The answer must be every line of the data that holds the word "records".

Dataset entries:
━━━━━━━━

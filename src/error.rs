// Beacon Relay - Gateway work-dispatch core
// Copyright (c) 2025 David Martin Venti
//
// Dual-licensed under AGPL-3.0 and Commercial License.
// See LICENSE file for details.

//! Error types for Beacon Relay
//!
//! Every component reports its own error enum; [`RelayError`] wraps them
//! for callers that drive the whole core through [`crate::Relay`].

use thiserror::Error;

use crate::buffer::QueueId;

/// Result type alias for relay operations
pub type Result<T> = std::result::Result<T, RelayError>;

/// Main error type for relay operations
#[derive(Error, Debug)]
pub enum RelayError {
    /// Arena allocator error
    #[error("Arena error: {0}")]
    Arena(#[from] ArenaError),

    /// Bounded packet channel error
    #[error("Packet channel error: {0}")]
    Packet(#[from] PacketError),

    /// Work record error
    #[error("Record error: {0}")]
    Record(#[from] RecordError),

    /// Buffer queue error
    #[error("Queue error: {0}")]
    Queue(#[from] QueueError),

    /// Worker pool error
    #[error("Worker pool error: {0}")]
    Pool(#[from] PoolError),

    /// Configuration error
    #[error("Configuration error: {0}")]
    Config(#[from] ConfigError),
}

/// Errors from the slab arena allocator
#[derive(Error, Debug, Clone, PartialEq, Eq)]
pub enum ArenaError {
    /// The backing memory request failed
    #[error("Allocation of {bytes} bytes failed")]
    AllocationError { bytes: usize },

    /// Free list empty and no expansion left
    #[error("Pool exhausted after {max_expansions} expansions")]
    PoolExhausted { max_expansions: usize },

    /// Slot was leased from another arena
    #[error("Slot belongs to arena {actual}, not arena {expected}")]
    ForeignSlot { expected: u64, actual: u64 },

    /// Invalid arena geometry
    #[error("Invalid arena configuration: {0}")]
    InvalidConfig(String),
}

/// Errors from the bounded packet channel
#[derive(Error, Debug, Clone, PartialEq, Eq)]
pub enum PacketError {
    /// Payload larger than the channel's record size
    #[error("Payload too large: {len} bytes exceeds maximum {max}")]
    Oversize { len: usize, max: usize },

    /// Every slot is occupied
    #[error("Channel full ({capacity} records)")]
    Full { capacity: usize },

    /// No record to dequeue
    #[error("Channel empty")]
    Empty,
}

/// Errors while populating a work record
#[derive(Error, Debug, Clone, PartialEq, Eq)]
pub enum RecordError {
    /// Payload does not fit in the arena slot
    #[error("Payload too large: {len} bytes exceeds slot size {max}")]
    Oversize { len: usize, max: usize },
}

/// Errors from the priority buffer set
#[derive(Error, Debug)]
pub enum QueueError {
    /// No queue registered under this id
    #[error("Unknown queue: {0}")]
    UnknownQueue(QueueId),

    /// No queue registered under this name
    #[error("Unknown queue name: {0}")]
    UnknownName(String),

    /// A queue with this name is already registered
    #[error("Queue already registered: {0}")]
    DuplicateQueue(String),

    /// Queue reached its declared capacity
    #[error("Queue '{queue}' full ({capacity} records)")]
    Full { queue: String, capacity: usize },
}

/// Errors from the worker pool
#[derive(Error, Debug)]
pub enum PoolError {
    /// A worker thread could not be spawned
    #[error("Failed to start worker {worker}: {reason}")]
    StartFailure { worker: usize, reason: String },

    /// Pool needs at least one thread
    #[error("Worker pool needs at least one thread")]
    NoWorkers,

    /// The dispatcher thread could not be spawned
    #[error("Failed to start dispatcher: {0}")]
    DispatcherStart(String),
}

/// Errors while loading or validating configuration
#[derive(Error, Debug)]
pub enum ConfigError {
    /// Reading the configuration file failed
    #[error("Failed to read '{path}': {source}")]
    Io {
        path: String,
        #[source]
        source: std::io::Error,
    },

    /// The configuration is not valid JSON for [`crate::RelayConfig`]
    #[error("Failed to parse configuration: {0}")]
    Parse(#[from] serde_json::Error),

    /// The configuration parsed but violates a constraint
    #[error("Invalid configuration: {0}")]
    Invalid(String),
}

━━━━━━━━

--- Exercise response ---
    #[error("Channel full ({capacity} records)")]
    #[error("Queue '{queue}' full ({capacity} records)")]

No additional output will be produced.